Assignment: Where does the word "SliceValue" show up in the data? Please find each such line and copy it.

Extracted material:
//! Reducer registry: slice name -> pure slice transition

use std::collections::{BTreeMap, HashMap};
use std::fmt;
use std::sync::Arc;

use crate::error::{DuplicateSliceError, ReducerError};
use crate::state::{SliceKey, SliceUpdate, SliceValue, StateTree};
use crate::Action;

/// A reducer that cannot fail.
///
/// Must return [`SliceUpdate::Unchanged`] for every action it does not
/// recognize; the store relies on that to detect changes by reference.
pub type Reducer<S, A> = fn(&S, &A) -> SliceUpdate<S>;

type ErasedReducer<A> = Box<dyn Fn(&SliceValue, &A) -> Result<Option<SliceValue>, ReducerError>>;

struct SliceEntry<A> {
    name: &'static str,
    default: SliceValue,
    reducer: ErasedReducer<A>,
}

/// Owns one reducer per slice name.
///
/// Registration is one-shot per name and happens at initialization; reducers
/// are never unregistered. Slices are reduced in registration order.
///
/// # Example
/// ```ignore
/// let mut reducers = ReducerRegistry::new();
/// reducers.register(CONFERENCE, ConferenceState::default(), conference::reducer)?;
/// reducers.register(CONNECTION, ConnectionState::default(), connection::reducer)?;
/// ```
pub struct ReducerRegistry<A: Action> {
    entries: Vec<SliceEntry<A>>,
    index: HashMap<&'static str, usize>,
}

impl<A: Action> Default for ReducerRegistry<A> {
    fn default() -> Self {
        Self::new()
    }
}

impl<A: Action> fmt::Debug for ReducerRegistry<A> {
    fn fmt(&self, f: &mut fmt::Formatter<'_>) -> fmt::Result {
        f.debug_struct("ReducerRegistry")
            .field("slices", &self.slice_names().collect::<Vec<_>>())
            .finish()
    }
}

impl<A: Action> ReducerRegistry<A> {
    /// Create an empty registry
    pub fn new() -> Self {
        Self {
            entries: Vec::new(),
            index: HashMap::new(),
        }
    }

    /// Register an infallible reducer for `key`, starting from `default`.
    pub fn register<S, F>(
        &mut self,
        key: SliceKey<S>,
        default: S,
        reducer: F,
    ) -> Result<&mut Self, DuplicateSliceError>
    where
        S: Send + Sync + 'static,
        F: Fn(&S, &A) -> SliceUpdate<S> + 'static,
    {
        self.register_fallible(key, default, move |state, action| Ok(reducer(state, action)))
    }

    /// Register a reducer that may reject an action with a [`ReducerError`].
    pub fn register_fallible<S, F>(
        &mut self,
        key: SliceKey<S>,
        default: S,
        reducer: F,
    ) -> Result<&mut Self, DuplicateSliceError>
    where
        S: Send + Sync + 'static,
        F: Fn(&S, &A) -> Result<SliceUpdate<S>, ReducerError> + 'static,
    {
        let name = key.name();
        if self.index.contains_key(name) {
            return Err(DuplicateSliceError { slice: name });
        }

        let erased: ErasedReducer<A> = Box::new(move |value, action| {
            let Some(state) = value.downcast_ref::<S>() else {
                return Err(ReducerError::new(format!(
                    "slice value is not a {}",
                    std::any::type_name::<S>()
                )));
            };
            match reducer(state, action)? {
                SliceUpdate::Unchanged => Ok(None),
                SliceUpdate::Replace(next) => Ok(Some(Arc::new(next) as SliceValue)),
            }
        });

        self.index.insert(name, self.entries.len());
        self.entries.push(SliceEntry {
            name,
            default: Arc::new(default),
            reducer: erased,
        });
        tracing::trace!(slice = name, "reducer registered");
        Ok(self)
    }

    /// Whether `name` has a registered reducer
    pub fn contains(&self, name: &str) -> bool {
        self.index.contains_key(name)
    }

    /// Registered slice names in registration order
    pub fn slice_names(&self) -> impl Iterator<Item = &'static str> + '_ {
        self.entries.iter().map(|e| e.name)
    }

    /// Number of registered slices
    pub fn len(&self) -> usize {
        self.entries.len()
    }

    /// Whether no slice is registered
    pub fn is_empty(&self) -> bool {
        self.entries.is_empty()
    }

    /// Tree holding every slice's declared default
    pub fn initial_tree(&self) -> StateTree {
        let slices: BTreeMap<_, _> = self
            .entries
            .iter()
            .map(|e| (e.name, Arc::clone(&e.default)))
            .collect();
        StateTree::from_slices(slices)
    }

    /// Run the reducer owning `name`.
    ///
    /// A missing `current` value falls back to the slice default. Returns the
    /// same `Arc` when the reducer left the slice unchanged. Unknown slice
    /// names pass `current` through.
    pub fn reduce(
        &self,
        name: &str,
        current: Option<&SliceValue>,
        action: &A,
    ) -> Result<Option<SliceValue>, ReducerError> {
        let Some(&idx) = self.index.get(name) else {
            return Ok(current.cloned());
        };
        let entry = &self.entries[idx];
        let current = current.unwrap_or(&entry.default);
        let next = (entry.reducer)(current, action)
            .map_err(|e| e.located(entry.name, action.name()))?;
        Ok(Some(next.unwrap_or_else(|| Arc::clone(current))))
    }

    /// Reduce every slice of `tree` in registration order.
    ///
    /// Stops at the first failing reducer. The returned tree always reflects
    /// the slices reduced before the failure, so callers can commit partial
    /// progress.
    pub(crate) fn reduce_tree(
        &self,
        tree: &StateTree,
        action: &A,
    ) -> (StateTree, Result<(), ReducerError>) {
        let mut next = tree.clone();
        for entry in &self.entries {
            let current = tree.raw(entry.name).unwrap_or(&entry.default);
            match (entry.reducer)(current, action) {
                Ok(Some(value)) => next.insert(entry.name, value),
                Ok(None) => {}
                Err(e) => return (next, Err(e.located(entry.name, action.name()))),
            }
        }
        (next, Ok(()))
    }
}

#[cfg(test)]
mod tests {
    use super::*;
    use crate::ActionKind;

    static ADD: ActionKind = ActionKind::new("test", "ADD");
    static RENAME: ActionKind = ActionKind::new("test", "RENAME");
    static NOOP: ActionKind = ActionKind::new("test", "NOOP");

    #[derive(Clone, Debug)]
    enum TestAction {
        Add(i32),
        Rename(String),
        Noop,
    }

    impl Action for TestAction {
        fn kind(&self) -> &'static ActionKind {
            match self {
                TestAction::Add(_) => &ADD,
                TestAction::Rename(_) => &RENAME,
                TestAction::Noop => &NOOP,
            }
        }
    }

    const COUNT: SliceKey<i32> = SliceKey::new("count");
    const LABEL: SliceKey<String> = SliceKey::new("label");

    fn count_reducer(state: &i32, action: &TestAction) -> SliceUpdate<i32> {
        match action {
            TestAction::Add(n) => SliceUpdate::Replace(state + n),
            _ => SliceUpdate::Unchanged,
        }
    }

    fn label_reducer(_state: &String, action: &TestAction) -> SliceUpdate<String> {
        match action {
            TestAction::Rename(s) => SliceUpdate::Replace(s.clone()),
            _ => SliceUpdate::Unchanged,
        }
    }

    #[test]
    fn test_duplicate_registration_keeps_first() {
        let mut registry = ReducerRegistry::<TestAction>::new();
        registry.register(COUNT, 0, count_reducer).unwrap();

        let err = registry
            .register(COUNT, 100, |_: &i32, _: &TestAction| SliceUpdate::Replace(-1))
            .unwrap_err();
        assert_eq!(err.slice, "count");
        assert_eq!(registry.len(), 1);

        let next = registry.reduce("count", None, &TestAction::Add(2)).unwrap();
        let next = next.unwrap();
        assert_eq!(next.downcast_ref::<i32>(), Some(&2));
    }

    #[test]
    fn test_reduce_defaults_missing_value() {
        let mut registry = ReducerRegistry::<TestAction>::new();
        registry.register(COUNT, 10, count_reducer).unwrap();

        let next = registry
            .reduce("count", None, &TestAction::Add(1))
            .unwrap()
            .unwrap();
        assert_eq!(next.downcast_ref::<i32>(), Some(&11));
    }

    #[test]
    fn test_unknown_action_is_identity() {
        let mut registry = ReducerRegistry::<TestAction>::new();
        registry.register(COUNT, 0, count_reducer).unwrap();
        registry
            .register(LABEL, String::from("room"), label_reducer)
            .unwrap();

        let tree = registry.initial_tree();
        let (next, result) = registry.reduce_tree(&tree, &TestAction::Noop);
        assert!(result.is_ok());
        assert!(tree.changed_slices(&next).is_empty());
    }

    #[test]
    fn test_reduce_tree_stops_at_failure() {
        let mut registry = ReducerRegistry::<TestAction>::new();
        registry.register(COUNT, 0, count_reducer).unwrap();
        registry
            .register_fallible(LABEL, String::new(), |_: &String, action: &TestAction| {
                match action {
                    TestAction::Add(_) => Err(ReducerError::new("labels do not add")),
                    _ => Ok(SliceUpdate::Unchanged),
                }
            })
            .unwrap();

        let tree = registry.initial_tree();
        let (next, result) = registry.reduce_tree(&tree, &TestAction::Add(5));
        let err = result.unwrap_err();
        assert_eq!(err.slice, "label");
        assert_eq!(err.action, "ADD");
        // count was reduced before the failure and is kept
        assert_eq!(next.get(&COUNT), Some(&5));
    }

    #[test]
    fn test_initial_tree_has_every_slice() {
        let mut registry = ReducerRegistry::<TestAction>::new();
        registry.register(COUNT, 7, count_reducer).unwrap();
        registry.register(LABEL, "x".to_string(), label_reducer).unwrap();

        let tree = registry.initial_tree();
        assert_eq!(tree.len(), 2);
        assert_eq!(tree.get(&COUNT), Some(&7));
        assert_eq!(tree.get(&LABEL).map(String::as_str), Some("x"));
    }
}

==

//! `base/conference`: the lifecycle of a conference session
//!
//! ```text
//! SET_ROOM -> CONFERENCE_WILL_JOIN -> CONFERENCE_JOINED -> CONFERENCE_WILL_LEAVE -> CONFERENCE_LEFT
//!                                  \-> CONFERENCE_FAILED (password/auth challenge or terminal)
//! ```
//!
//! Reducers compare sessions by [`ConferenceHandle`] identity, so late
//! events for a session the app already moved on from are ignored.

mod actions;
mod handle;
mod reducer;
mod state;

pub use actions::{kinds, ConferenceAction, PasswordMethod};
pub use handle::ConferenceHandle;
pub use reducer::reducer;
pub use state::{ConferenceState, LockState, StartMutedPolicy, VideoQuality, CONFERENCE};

Result for this exercise:
use crate::state::{SliceKey, SliceUpdate, SliceValue, StateTree};
type ErasedReducer<A> = Box<dyn Fn(&SliceValue, &A) -> Result<Option<SliceValue>, ReducerError>>;
    default: SliceValue,
                SliceUpdate::Replace(next) => Ok(Some(Arc::new(next) as SliceValue)),
        current: Option<&SliceValue>,
    ) -> Result<Option<SliceValue>, ReducerError> {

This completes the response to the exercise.